Analizując charakterystykę rozbłysku, astronomowie mogli ustalić, że emisja pochodzi z halo materiału wokół centralnej czarnej dziury galaktyki, która rozdzierała się i karmiła obiekt o masie 14–30 Jowisza, więc astronomowie mówią, że obiekt był albo super Jowiszem, albo brązowym karłem.
Obiekt ten wydaje się „wędrować”, co pasowałoby do opisu ostatnich badań sugerujących, że swobodnie pływające obiekty masy planetarnej mogą występować w dużych ilościach w galaktykach, wyrzucanych z ich macierzystych układów słonecznych przez oddziaływania grawitacyjne.
Szacuje się, że czarna dziura w centrum NGC 4845 ma masę około 300 000 razy większą niż nasze własne Słońce. Astronomowie stwierdzili, że wydaje się również, że lubią bawić się jedzeniem: sposób, w jaki emisja rozjaśniała się i zanikała, pokazuje opóźnienie o 2-3 miesiące między zakłóceniem obiektu a ogrzewaniem gruzu w pobliżu czarnej dziury.

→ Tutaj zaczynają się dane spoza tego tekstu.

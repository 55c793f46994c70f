//! Placeholder visualization and the advisory bracket scan.
//!
//! Runs after every mutation, never mutating structure: every placeholder
//! glyph is reset to hollow (the session then fills the one under the
//! cursor), and every close bracket's has-matching-open flag is refreshed
//! from a per-level balance scan. The walk visits every child list at any
//! depth and is idempotent between mutations.

use nabla_mathlist::{AtomKind, MathList, PLACEHOLDER_HOLLOW};

/// Resets placeholder glyphs and bracket-balance flags across the whole
/// tree.
pub(crate) fn prepare(list: &mut MathList) {
    let mut open_depth = 0usize;
    for atom in list.iter_mut() {
        if atom.is_placeholder() {
            atom.nucleus = PLACEHOLDER_HOLLOW.into();
        }
        match &mut atom.kind {
            AtomKind::Open => open_depth += 1,
            AtomKind::Close { has_matching_open } => {
                *has_matching_open = open_depth > 0;
                open_depth = open_depth.saturating_sub(1);
            }
            AtomKind::Fraction {
                numerator,
                denominator,
            } => {
                prepare(numerator);
                prepare(denominator);
            }
            AtomKind::Radical { degree, radicand } => {
                if let Some(degree) = degree {
                    prepare(degree);
                }
                prepare(radicand);
            }
            _ => {}
        }
        if let Some(superscript) = &mut atom.superscript {
            prepare(superscript);
        }
        if let Some(subscript) = &mut atom.subscript {
            prepare(subscript);
        }
    }
}

#[cfg(test)]
mod tests {
    use super::*;
    use nabla_mathlist::{Atom, PLACEHOLDER_FILLED};

    #[test]
    fn placeholders_reset_to_hollow_at_every_depth() {
        let mut filled = Atom::placeholder();
        filled.nucleus = PLACEHOLDER_FILLED.into();
        let mut list = MathList::from(vec![Atom::fraction(
            MathList::from(vec![filled]),
            Atom::placeholder_list(),
        )]);

        prepare(&mut list);

        let AtomKind::Fraction { numerator, .. } = &list.atoms()[0].kind else {
            panic!("expected a fraction");
        };
        assert_eq!(numerator.atoms()[0].nucleus, PLACEHOLDER_HOLLOW);
    }

    #[test]
    fn close_brackets_learn_whether_they_match() {
        let mut list = MathList::from(vec![
            Atom::close(")", true),
            Atom::open("("),
            Atom::close(")", false),
        ]);

        prepare(&mut list);

        assert!(matches!(
            list.atoms()[0].kind,
            AtomKind::Close {
                has_matching_open: false
            }
        ));
        assert!(matches!(
            list.atoms()[2].kind,
            AtomKind::Close {
                has_matching_open: true
            }
        ));
    }

    #[test]
    fn the_scan_is_per_level() {
        // An open bracket at the root does not balance a close bracket
        // inside a numerator.
        let mut list = MathList::from(vec![
            Atom::open("("),
            Atom::fraction(
                MathList::from(vec![Atom::close(")", true)]),
                MathList::from(vec![Atom::number("2")]),
            ),
        ]);

        prepare(&mut list);

        let AtomKind::Fraction { numerator, .. } = &list.atoms()[1].kind else {
            panic!("expected a fraction");
        };
        assert!(matches!(
            numerator.atoms()[0].kind,
            AtomKind::Close {
                has_matching_open: false
            }
        ));
    }

    #[test]
    fn the_pass_is_idempotent() {
        let mut list = MathList::from(vec![
            Atom::open("("),
            Atom::placeholder(),
            Atom::close(")", false),
        ]);

        prepare(&mut list);
        let once = list.clone();
        prepare(&mut list);
        assert_eq!(list, once);
    }
}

„Po raz pierwszy widzimy zakłócenie obiektu podobnego przez czarną dziurę” - powiedział współautor Roland Walter z Obserwatorium w Genewie w Szwajcarii. „Szacujemy, że czarna dziura zjadła tylko jej zewnętrzne warstwy, co stanowi około 10% całkowitej masy obiektu, oraz że gęstszy rdzeń został na orbicie czarnej dziury”.
Płomienne wydarzenie w NGC 4845 może być podobne do tego, co ma się wydarzyć z supermasywną czarną dziurą w centrum naszej Galaktyki Drogi Mlecznej, być może nawet w tym roku, kiedy zbliżająca się chmura masy gazu ziemskiego zbliża się do końca.
Wraz z tym, jak obiekt jest zjadany przez czarną dziurę w NGC 4845, wydarzenia te powiedzą astronomom więcej o tym, co dzieje się z upadkiem różnych typów obiektów, gdy napotykają czarne dziury o różnych rozmiarach.
„Szacuje się, że takie zdarzenia mogą być wykrywane co kilka lat w otaczających nas galaktykach, a jeśli je zauważymy, Integral, wraz z innymi obserwatoriami kosmicznymi o wysokiej energii, będzie mógł obserwować, jak się rozgrywają, tak jak w przypadku NGC 4845 ”- powiedział Christoph Winkler, naukowiec projektu ESA Integral.